In less than three months, the most ferocious lizard in the history of cinema will be making its epic return to the big screen. I’m of course talking about Godzilla, the well known kaiju (a Japanese word literally translated as “strange beast,” generally used to indicate a giant monster) created in 1954 by the hands of Ishirō Honda.
The storyline of the new film, being released on the occasion of the creature’s 60th anniversary, is essentially the same as the original’s, wherein a massive radioactive beast threatens life as we know it, destroying everything in its path. Even with such a cliché plot, there are still good reasons to invest money and time in this summer blockbuster. In fact, even if the story remains largely unchanged (and, let’s face it, it wasn’t very complex or original to begin with), there will be some things that, at least in theory, give a fresh new look and feel to the movie as a whole.
First of all, there’s the film’s overall visual quality. Thanks to the technological advancements of the past few decades, Godzilla and the cities he lays waste to won’t simply be images on a screen. Instead, we’ll get to experience a more (visually) realistic scenario, placing us in the center of the chaos that unfolds.
Indeed, the use of special effects will have a very strong impact, especially on Godzilla itself, now designed according to Guillermo del Toro’s philosophy, “The bigger, the better.” We will soon have the opportunity to see the most gigantic monster of all time devastating modern Tokyo in a horrifically lifelike manner.
Also, the director, Gareth Edward (Monsters), has announced that the movie will be characterized by a profound and heavily explored human drama, with a script primarily focused on the story’s emotional aspects and the development of its characters. It will be brought to life by Aaron Taylor-Johnson (Kick-Ass) as Lieutenant Ford Brody, along with the Golden Globe and Primetime Emmy Award winning Bryan Cranston, who will play the part of a scientist named Joe Brody (the former’s father).
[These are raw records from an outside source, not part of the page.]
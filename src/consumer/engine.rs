//! # Consumption Engine
//!
//! One engine runs per registered consumer: a polling worker feeding a
//! bounded channel and a pool of `max_concurrency` consumer workers
//! draining it.
//!
//! ## Backpressure
//!
//! The channel capacity equals `max_concurrency`. Before every receive the
//! poller reserves a slot, so polling pauses while consumers are behind;
//! the remaining messages of a batch wait on `send` for further capacity.
//!
//! ## Shutdown
//!
//! Cancellation stops the poller at its next suspension point and drops the
//! sender. Consumer workers finish the message they are handling and stop
//! reading. Messages left in the channel were never acknowledged and become
//! visible again when their visibility timeout expires.

use std::sync::atomic::{AtomicU64, Ordering};
use std::sync::Arc;
use tokio::sync::{mpsc, Mutex};
use tokio::task::JoinSet;
use tokio::time::MissedTickBehavior;
use tokio_util::sync::CancellationToken;
use tracing::{debug, error, info, warn};

use super::{ConsumerDescriptor, DeliveryHandler};
use crate::diagnostics::Diagnostics;
use crate::error::PorterError;
use crate::messaging::{ConsumeDriver, Message, MessagingError};

/// Runtime statistics for one engine
#[derive(Debug, Default)]
pub struct EngineStats {
    pub polling_cycles: AtomicU64,
    pub messages_received: AtomicU64,
    pub polling_errors: AtomicU64,
    pub messages_dispatched: AtomicU64,
}

/// Polling worker plus consumer worker pool for one descriptor
pub struct ConsumptionEngine {
    descriptor: Arc<ConsumerDescriptor>,
    driver: Arc<dyn ConsumeDriver>,
    handler: DeliveryHandler,
    diagnostics: Arc<dyn Diagnostics>,
    raise_exceptions: bool,
    stats: Arc<EngineStats>,
}

impl std::fmt::Debug for ConsumptionEngine {
    fn fmt(&self, f: &mut std::fmt::Formatter<'_>) -> std::fmt::Result {
        f.debug_struct("ConsumptionEngine")
            .field("descriptor", &self.descriptor)
            .field("raise_exceptions", &self.raise_exceptions)
            .field("stats", &self.stats)
            .finish()
    }
}

impl ConsumptionEngine {
    pub fn new(
        descriptor: Arc<ConsumerDescriptor>,
        driver: Arc<dyn ConsumeDriver>,
        handler: DeliveryHandler,
        diagnostics: Arc<dyn Diagnostics>,
        raise_exceptions: bool,
    ) -> Self {
        Self {
            descriptor,
            driver,
            handler,
            diagnostics,
            raise_exceptions,
            stats: Arc::new(EngineStats::default()),
        }
    }

    pub fn stats(&self) -> Arc<EngineStats> {
        self.stats.clone()
    }

    /// Run until cancelled, until polling stops, or until a failure propagates
    pub async fn run(self, cancellation: CancellationToken) -> Result<(), PorterError> {
        let engine_token = cancellation.child_token();
        let capacity = self.descriptor.max_concurrency.max(1);
        let (sender, receiver) = mpsc::channel::<Message>(capacity);
        let receiver = Arc::new(Mutex::new(receiver));

        info!(
            topic = %self.descriptor.topic,
            queue = %self.descriptor.topic_id.queue_name(),
            max_concurrency = capacity,
            polling_interval = ?self.descriptor.polling_interval,
            "Starting consumption engine"
        );

        let mut workers = JoinSet::new();
        for worker_id in 0..capacity {
            workers.spawn(Self::consume_loop(
                worker_id,
                receiver.clone(),
                self.handler.clone(),
                self.descriptor.clone(),
                engine_token.clone(),
                self.stats.clone(),
            ));
        }

        let mut first_error = self.poll(sender, &engine_token).await.err();

        while let Some(joined) = workers.join_next().await {
            let result = match joined {
                Ok(result) => result,
                Err(e) => {
                    error!(topic = %self.descriptor.topic, error = %e, "Consumer worker aborted");
                    if !self.raise_exceptions {
                        continue;
                    }
                    Err(PorterError::worker(&self.descriptor.topic, e.to_string()))
                }
            };
            if let Err(e) = result {
                if first_error.is_none() {
                    engine_token.cancel();
                    first_error = Some(e);
                }
            }
        }

        info!(topic = %self.descriptor.topic, "Consumption engine stopped");
        match first_error {
            Some(e) => Err(e),
            None => Ok(()),
        }
    }

    /// Periodic receive into the channel; the sender is dropped on return
    async fn poll(
        &self,
        sender: mpsc::Sender<Message>,
        cancellation: &CancellationToken,
    ) -> Result<(), PorterError> {
        let descriptor = &self.descriptor;
        let mut ticker = tokio::time::interval(descriptor.polling_interval);
        ticker.set_missed_tick_behavior(MissedTickBehavior::Delay);

        'polling: loop {
            tokio::select! {
                biased;
                _ = cancellation.cancelled() => break 'polling,
                _ = ticker.tick() => {}
            }

            let permit = tokio::select! {
                biased;
                _ = cancellation.cancelled() => break 'polling,
                permit = sender.reserve() => match permit {
                    Ok(permit) => permit,
                    Err(_) => break 'polling,
                },
            };

            self.stats.polling_cycles.fetch_add(1, Ordering::Relaxed);
            let received = tokio::select! {
                biased;
                _ = cancellation.cancelled() => break 'polling,
                result = tokio::time::timeout(
                    descriptor.consume_timeout,
                    self.driver.receive_messages(&descriptor.topic_id),
                ) => result,
            };

            let messages = match received {
                Ok(Ok(messages)) => messages,
                Ok(Err(e)) if e.is_transient() => {
                    self.stats.polling_errors.fetch_add(1, Ordering::Relaxed);
                    warn!(topic = %descriptor.topic, error = %e, "Transient receive failure");
                    Vec::new()
                }
                Ok(Err(e)) => {
                    self.stats.polling_errors.fetch_add(1, Ordering::Relaxed);
                    return self.polling_failed(e);
                }
                Err(_) => {
                    self.stats.polling_errors.fetch_add(1, Ordering::Relaxed);
                    warn!(
                        topic = %descriptor.topic,
                        timeout_ms = descriptor.consume_timeout.as_millis() as u64,
                        "Receive timed out"
                    );
                    Vec::new()
                }
            };

            if messages.is_empty() {
                debug!(topic = %descriptor.topic, "No messages received");
                continue;
            }

            self.stats
                .messages_received
                .fetch_add(messages.len() as u64, Ordering::Relaxed);
            self.diagnostics
                .record_retrieved(&descriptor.topic_id, messages.len());
            debug!(topic = %descriptor.topic, count = messages.len(), "Received messages");

            let mut messages = messages.into_iter();
            if let Some(first) = messages.next() {
                permit.send(first);
            }
            for message in messages {
                tokio::select! {
                    biased;
                    _ = cancellation.cancelled() => break 'polling,
                    sent = sender.send(message) => {
                        if sent.is_err() {
                            break 'polling;
                        }
                    }
                }
            }
        }

        debug!(topic = %descriptor.topic, "Polling worker finished");
        Ok(())
    }

    fn polling_failed(&self, e: MessagingError) -> Result<(), PorterError> {
        error!(
            topic = %self.descriptor.topic,
            error = %e,
            "Unrecoverable receive failure, stopping polling"
        );
        if self.raise_exceptions {
            return Err(e.into());
        }
        Ok(())
    }

    async fn consume_loop(
        worker_id: usize,
        receiver: Arc<Mutex<mpsc::Receiver<Message>>>,
        handler: DeliveryHandler,
        descriptor: Arc<ConsumerDescriptor>,
        cancellation: CancellationToken,
        stats: Arc<EngineStats>,
    ) -> Result<(), PorterError> {
        loop {
            let next = {
                let mut receiver = tokio::select! {
                    biased;
                    _ = cancellation.cancelled() => break,
                    guard = receiver.lock() => guard,
                };
                tokio::select! {
                    biased;
                    _ = cancellation.cancelled() => None,
                    message = receiver.recv() => message,
                }
            };

            let Some(message) = next else {
                break;
            };

            stats.messages_dispatched.fetch_add(1, Ordering::Relaxed);
            if let Err(e) = handler.handle(&descriptor, message, &cancellation).await {
                error!(
                    topic = %descriptor.topic,
                    worker_id,
                    error = %e,
                    "Consumer worker failed"
                );
                cancellation.cancel();
                return Err(e);
            }
        }

        debug!(topic = %descriptor.topic, worker_id, "Consumer worker finished");
        Ok(())
    }
}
Another new entry will be connected to a very realistic and modern, but still unknown, problem: the birth of the creature will no longer be connected to the “atomic bomb testing” but to a more contemporary issue. Also, Godzilla is not just some bestial menace. Here, he is portrayed as more of an anti-hero who incarnates the wrath and power of nature, bringing the level of the battle to “Man vs. Nature.”
The concepts presented are intriguing. Of course, when sitting in the theater, we have to keep in mind the fact that we are, regardless of any nuances introduced, about to see a film about a giant monster blowing everything to bits. No matter how “deep” the story gets, buildings will come crashing down and people will be getting smashed. This ain’t The Shawshank Redemption.
Still, there is something comforting in knowing that, whatever happens, we’ll at least be reuniting with our big ol’ buddy. You’ve been missed, Godzilla, you’ve been missed.